Karina yang tidak harus susah payah menggunakan make up tebal untuk menutupi semua kekurangannya, Karina yang tidak harus memikirkan penampilannya sebab Bitna tidak harus mengomentari apalagi memperdulikan hal itu. Langkah mereka mengarah ke sebuah butik mewah yang berdiri megah di sudut jalan utama kota. Karina terlihat ragu, langkahnya berat, sementara Bitna tersenyum lebar seperti anak kecil yang baru menemukan mainan baru.

“Nana, ini tempat mahal banget. Kita cari tempat lain aja yuk,” Karina berbisik, mencoba menghentikan langkah Bitna.

“Ey ini tuh salah satu kebanggan punya The Aabhavannan, gue cukup kenal sama beberapa pegawai nya. Jadi tenang aja.” Bitna menjawab tegas. Dia mendorong pintu kaca besar butik itu, membuat lonceng kecil di atasnya berdenting merdu. Seorang pegawai langsung menyambut mereka dengan ramah.

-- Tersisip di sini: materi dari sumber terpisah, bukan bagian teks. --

//! Type aliases and shared types for BPE training and encoding.
//!
//! These type aliases provide semantic clarity throughout the codebase.

use std::collections::BTreeMap;

/// Represents a token identifier in the vocabulary.
///
/// Ids 0-255 are reserved for the single-byte tokens; special tokens and
/// learned merges are assigned sequentially after them.
pub type TokenId = u32;

/// The byte content of a token.
///
/// Not necessarily valid UTF-8: a merge can straddle a multi-byte character.
pub type Token = Vec<u8>;

/// Vocabulary mapping token ids to their bytes.
///
/// Ordered by id so artifacts are written deterministically.
pub type Vocab = BTreeMap<TokenId, Token>;

/// Frequency count for words and symbol pairs during training.
pub(crate) type TokenFreq = u64;

/// Merge order indicates when a merge rule was learned during training.
///
/// Lower values represent earlier merges (e.g., 0 = first merge, 1 = second merge).
pub(crate) type MergeOrder = usize;

/// Number of single-byte tokens at the start of every vocabulary.
pub const BYTE_VOCAB_SIZE: usize = 256;

/// A learned merge rule: two adjacent tokens that combine into one.
///
/// The list of rules, in creation order, is part of the model.
#[derive(Debug, Clone, PartialEq, Eq, Hash, PartialOrd, Ord)]
pub struct MergeRule {
    pub left: Token,
    pub right: Token,
}

impl MergeRule {
    pub fn new(left: impl Into<Token>, right: impl Into<Token>) -> Self {
        Self {
            left: left.into(),
            right: right.into(),
        }
    }

    /// Bytes of the token produced by this rule.
    pub fn merged(&self) -> Token {
        let mut out = Vec::with_capacity(self.left.len() + self.right.len());
        out.extend_from_slice(&self.left);
        out.extend_from_slice(&self.right);
        out
    }
}

/// A pair of adjacent token ids.
///
/// Used as a key for looking up merge rules during encoding and for
/// tracking pair frequencies during training.
#[derive(Debug, Clone, Copy, PartialEq, Eq, Hash)]
pub(crate) struct TokenPair(pub(crate) TokenId, pub(crate) TokenId);

/// Builds the 256-entry byte vocabulary.
pub fn byte_vocab() -> Vocab {
    (0..=u8::MAX).map(|b| (TokenId::from(b), vec![b])).collect()
}
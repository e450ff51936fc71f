//! Random next-token training windows over a flat id sequence.

use rand::Rng;

use crate::error::{BatchError, Result};
use crate::types::TokenId;

/// `batch_size` input rows and the same rows shifted one position right.
#[derive(Debug, Clone, PartialEq, Eq)]
pub struct Batch {
    pub inputs: Vec<Vec<TokenId>>,
    pub targets: Vec<Vec<TokenId>>,
}

/// Samples `batch_size` windows of `context_length` ids from `data`.
///
/// Each start is drawn uniformly from `[0, data.len() - context_length)`;
/// row `i` of `targets` is row `i` of `inputs` shifted by one.
///
/// # Errors
///
/// Returns [`BatchError::DatasetTooSmall`] if `data.len() <= context_length`.
pub fn get_batch<R: Rng + ?Sized>(
    data: &[TokenId],
    batch_size: usize,
    context_length: usize,
    rng: &mut R,
) -> Result<Batch> {
    let len = data.len();
    if len <= context_length {
        return Err(BatchError::DatasetTooSmall {
            len,
            context_length,
        }
        .into());
    }

    let num_starts = len - context_length;
    let mut inputs = Vec::with_capacity(batch_size);
    let mut targets = Vec::with_capacity(batch_size);

    for _ in 0..batch_size {
        let start = rng.gen_range(0..num_starts);
        inputs.push(data[start..start + context_length].to_vec());
        targets.push(data[start + 1..start + context_length + 1].to_vec());
    }

    Ok(Batch { inputs, targets })
}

Tapi bukan masalah Bitna kenal dengan pegawainya atau apapun, tempat ini terkenal mewah. Karina sering berandai mausk ke tempat ini, siapa sangka Bitna yang ajak dia kesini.

“Tapi- gue nggak perlu baju baru,” Karina mencoba berargumen lagi.

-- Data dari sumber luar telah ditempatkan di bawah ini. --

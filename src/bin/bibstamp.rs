//! CLI binary for bibstamp.
//!
//! A thin shim over the library crate that maps CLI flags to
//! `AnnotateConfig` and reports the outcome.

use anyhow::{Context, Result};
use bibstamp::{annotate, resolve_publication, AnnotateConfig};
use clap::Parser;
use std::io;
use std::path::PathBuf;
use tracing_subscriber::EnvFilter;

// ── ANSI colour helpers (no extra deps) ──────────────────────────────────────

fn green(s: &str) -> String {
    format!("\x1b[32m{s}\x1b[0m")
}
fn bold(s: &str) -> String {
    format!("\x1b[1m{s}\x1b[0m")
}
fn dim(s: &str) -> String {
    format!("\x1b[2m{s}\x1b[0m")
}

const AFTER_HELP: &str = r#"EXAMPLES:
  # Annotate a paper with the copyright note derived from its bibtex entry
  bibstamp -b refs.bib -k smith2020 -i accepted.pdf -o out/smith2020.pdf

  # The copyright is held by the authors, not the publisher
  bibstamp -b refs.bib -k smith2020 -c "The Authors" -i accepted.pdf -o out.pdf

  # Check what would be typeset, without compiling anything
  bibstamp -b refs.bib -k smith2020 -i accepted.pdf -o out.pdf --resolve-only

  # Use a custom overlay template
  bibstamp -b refs.bib -k smith2020 -i in.pdf -o out.pdf --template my-overlay.tex

SUPPORTED ENTRY TYPES:
  Type            Publication name taken from
  ─────────────   ───────────────────────────
  inbook          title
  article         journal
  inproceedings   booktitle
  incollection    booktitle

  Any other entry type is rejected. The copyright holder is the -c value if
  given, otherwise the entry's publisher (with known aliases applied, e.g.
  "IEEE Computer Society" → "IEEE").

EXIT STATUS:
  0 on success, 1 on any failure.

ENVIRONMENT VARIABLES:
  BIBSTAMP_COMPILER   Document compiler to invoke (default: latexmk)
  BIBSTAMP_TEMPLATE   Path to a custom overlay template

REQUIREMENTS:
  The document compiler (latexmk with a TeX distribution, by default) must
  be installed and on PATH. The input PDF is staged next to the rendered
  overlay source and included by it, so no other tool touches the PDF."#;

/// Stamp a publication PDF with a copyright cover overlay from BibTeX metadata.
#[derive(Parser, Debug)]
#[command(
    name = "bibstamp",
    version,
    about = "Stamp a publication PDF with a copyright cover overlay from BibTeX metadata",
    long_about = "Look up a bibliography entry, derive the copyright notice (publisher, year, \
venue, DOI), render it into a TeX overlay sized to the input PDF's first page, and compile \
the combined, annotated PDF.",
    arg_required_else_help = true,
    color = clap::ColorChoice::Auto,
    after_long_help = AFTER_HELP
)]
struct Cli {
    /// Obtain publication data from FILE.
    #[arg(short = 'b', long = "bibtex", value_name = "FILE")]
    bibtex: PathBuf,

    /// Copyright is held by NAME instead of the publisher.
    #[arg(short = 'c', long = "copyright", value_name = "NAME")]
    copyright: Option<String>,

    /// Read the original PDF from FILE.
    #[arg(short = 'i', long = "input", value_name = "FILE")]
    input: PathBuf,

    /// Use bibtex entry KEY.
    #[arg(short = 'k', long = "key", value_name = "KEY")]
    key: String,

    /// Write the annotated PDF to FILE.
    #[arg(short = 'o', long = "output", value_name = "FILE")]
    output: PathBuf,

    /// Document compiler invoked on the rendered overlay source.
    #[arg(long, env = "BIBSTAMP_COMPILER", default_value = bibstamp::DEFAULT_COMPILER, value_name = "PROG")]
    compiler: String,

    /// Path to a custom overlay template (defaults to the built-in one).
    #[arg(long, env = "BIBSTAMP_TEMPLATE", value_name = "FILE")]
    template: Option<PathBuf>,

    /// Print the resolved publication fields and exit without compiling.
    #[arg(long)]
    resolve_only: bool,

    /// Enable DEBUG-level tracing logs.
    #[arg(short, long, env = "BIBSTAMP_VERBOSE")]
    verbose: bool,

    /// Suppress all output except errors.
    #[arg(short, long, env = "BIBSTAMP_QUIET")]
    quiet: bool,
}

fn main() {
    // Every failure exits with status 1 (clap's own argument-error default
    // would be 2); help and version are not failures and exit 0.
    let cli = match Cli::try_parse() {
        Ok(cli) => cli,
        Err(err) => {
            let code = i32::from(err.use_stderr());
            let _ = err.print();
            std::process::exit(code);
        }
    };

    if let Err(err) = run(cli) {
        eprintln!("ERROR: {err:#}");
        std::process::exit(1);
    }
}

fn run(cli: Cli) -> Result<()> {
    // ── Logging setup ────────────────────────────────────────────────────
    let filter = if cli.verbose {
        "debug"
    } else if cli.quiet {
        "error"
    } else {
        "warn"
    };
    tracing_subscriber::fmt()
        .with_env_filter(
            EnvFilter::try_from_default_env().unwrap_or_else(|_| EnvFilter::new(filter)),
        )
        .with_writer(io::stderr)
        .init();

    // ── Build config ─────────────────────────────────────────────────────
    let template = match cli.template {
        Some(ref path) => Some(
            std::fs::read_to_string(path)
                .with_context(|| format!("Failed to read overlay template from {path:?}"))?,
        ),
        None => None,
    };

    let mut builder = AnnotateConfig::builder()
        .bibliography(cli.bibtex.as_path())
        .key(cli.key.as_str())
        .compiler(cli.compiler.as_str());
    if let Some(holder) = cli.copyright.as_deref() {
        builder = builder.copyright_holder(holder);
    }
    if let Some(template) = template {
        builder = builder.template(template);
    }
    let config = builder.build().context("Invalid configuration")?;

    // ── Resolve-only mode ────────────────────────────────────────────────
    if cli.resolve_only {
        let publication =
            resolve_publication(&cli.bibtex, &cli.key, config.copyright_holder.as_deref())?;
        println!("Key:        {}", publication.key);
        println!("Published:  {}", publication.pubname);
        println!("Year:       {}", publication.year);
        println!("DOI:        {}", publication.doi.as_deref().unwrap_or("-"));
        println!("Copyright:  {}", publication.copyright_holder);
        return Ok(());
    }

    // ── Run the pipeline ─────────────────────────────────────────────────
    let report = annotate(&cli.input, &cli.output, &config).context("Annotation failed")?;

    if !cli.quiet {
        eprintln!(
            "{} {} → {}  {}",
            green("✔"),
            cli.input.display(),
            bold(&report.output.display().to_string()),
            dim(&format!(
                "{}ms compile / {}ms total",
                report.compile_duration_ms, report.total_duration_ms
            )),
        );
    }

    Ok(())
}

Bitna hanya memutar mata. “Lo tau, gue masih merasa bersalah sampai sekarang karena dress lo yang rusak. Jadi lo harus dapetin seenggaknya 2 dress cantik disini.”

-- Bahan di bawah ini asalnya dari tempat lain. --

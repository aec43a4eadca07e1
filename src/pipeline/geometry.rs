//! PDF introspection: first-page width and height in points.
//!
//! This is the only thing the pipeline needs from the input PDF — the
//! overlay document is typeset at exactly the original page size so the
//! included pages are never scaled. `lopdf` parses the document structure
//! without rendering anything, which is all that is required here.
//!
//! MediaBox is an inheritable page attribute: a page that does not carry
//! one defers to its ancestors in the page tree, so the reader walks the
//! `Parent` chain. Coordinates may be integers, reals, or indirect
//! references; all three occur in the wild.

use crate::error::BibstampError;
use lopdf::{Document, Object, ObjectId};
use std::path::Path;
use tracing::debug;

/// First-page dimensions of the input PDF, in PDF points (1/72 inch).
#[derive(Debug, Clone, Copy, PartialEq)]
pub struct PageGeometry {
    pub width: f64,
    pub height: f64,
}

/// Read the first page's geometry from a PDF file.
pub fn read_geometry(path: &Path) -> Result<PageGeometry, BibstampError> {
    let fail = |detail: String| BibstampError::Introspection {
        path: path.to_path_buf(),
        detail,
    };

    let document = Document::load(path).map_err(|e| fail(e.to_string()))?;
    let pages = document.get_pages();
    debug!(pages = pages.len(), "PDF loaded");

    let (_, &first) = pages
        .iter()
        .next()
        .ok_or_else(|| fail("document has no pages".into()))?;

    let rect = media_box(&document, first)
        .ok_or_else(|| fail("first page has no readable MediaBox".into()))?;

    let width = (rect[2] - rect[0]).abs();
    let height = (rect[3] - rect[1]).abs();
    if width == 0.0 || height == 0.0 {
        return Err(fail(format!("degenerate MediaBox {rect:?}")));
    }

    debug!(width, height, "First-page geometry read");
    Ok(PageGeometry { width, height })
}

/// Find the MediaBox for a page, walking up the page tree when inherited.
///
/// The depth bound guards against cyclic `Parent` chains in broken files.
fn media_box(doc: &Document, page: ObjectId) -> Option<[f64; 4]> {
    let mut dict = doc.get_dictionary(page).ok()?;
    for _ in 0..32 {
        if let Ok(obj) = dict.get(b"MediaBox") {
            return rect_values(doc, obj);
        }
        let parent = dict.get(b"Parent").ok()?.as_reference().ok()?;
        dict = doc.get_dictionary(parent).ok()?;
    }
    None
}

/// Decode a rectangle array, resolving an indirect reference if needed.
fn rect_values(doc: &Document, obj: &Object) -> Option<[f64; 4]> {
    let resolved = match obj {
        Object::Reference(id) => doc.get_object(*id).ok()?,
        other => other,
    };
    let array = resolved.as_array().ok()?;
    if array.len() != 4 {
        return None;
    }

    let mut rect = [0.0f64; 4];
    for (slot, value) in rect.iter_mut().zip(array) {
        *slot = number(doc, value)?;
    }
    Some(rect)
}

fn number(doc: &Document, obj: &Object) -> Option<f64> {
    match obj {
        Object::Integer(i) => Some(*i as f64),
        Object::Real(r) => Some(f64::from(*r)),
        Object::Reference(id) => number(doc, doc.get_object(*id).ok()?),
        _ => None,
    }
}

Karina hanya bisa menghela napas, tak mampu melawan keinginan keras Bitna. Ia melirik Nisca, yang berdiri di belakang mereka dengan wajah kusut. Bocah itu memeluk bonekanya erat-erat, jelas sekali sedang tidak dalam mood yang baik.

Setelah beberapa menit memilih baju, Bitna menunjuk sebuah dress berwarna biru pastel yang elegan. “Ini cocok buat lo. Coba, deh.”

Karina menggeleng. “Na, ini mahal banget. Gue nggak butuh-”

Bitna menempelkan jari ke bibirnya. “Ssst! Diam dan dengar gue sekali aja. Ayo, coba ini. Nanti, gue suruh pegawainya dandanin lo biar tambah kece.”

“Dandan?” Karina tersentak. Wajahnya langsung memucat. “Nggak, nggak perlu!”

“Why? Lo bakal cantik banget, Rin. Gue janji,” Bitna mendesak, matanya berbinar.

Karina gelagapan mencari alasan. “Gu-gue nggak suka make-up, itu aja.” Padahal, alasan sebenarnya jauh lebih rumit. Karina takut kepura-puraan nya terbongkar langsung di depan Bitna.

Sementara itu, Nisca mulai rewel. “Kak Nana, Nisca ngantuk. Kapan kita pulang? Nisca nggak jadi main sama Niki gara-gara ikut Kakak.” Suaranya cemberut penuh protes.

“Sebentar lagi, Nisca,” jawab Bitna sambil berjongkok untuk menyamakan tinggi mereka. “Kamu kan sayang sama Kak Nana, ya? Jadi, sabar dikit aja.”

Tapi Nisca hanya menggeleng keras, bahkan hampir menangis. Karina melihat kesempatan ini untuk mengakhiri siksaan di butik ini. “Maybe kita memang harus pulang, Na. Nisca kelihatannya beneran capek,” ujar Karina, mencoba bersikap bijak.

“Plis dong, Nisca. Sebentar aja,” Bitna memohon dengan suara manis sambil membungkuk sedikit ke arah Nisca yang duduk sambil melipat tangan, memasang tampang pura-pura cuek. “Kalau kamu nurut sama Kakak, nanti Kakak beliin martabak.”

Mata Nisca langsung berbinar, tapi dia tetap sok jual mahal. “Yang ada kejunya?”

“Udah pasti!” Bitna menepuk dadanya dengan percaya diri. “Jadi, mau nunggu, kan?”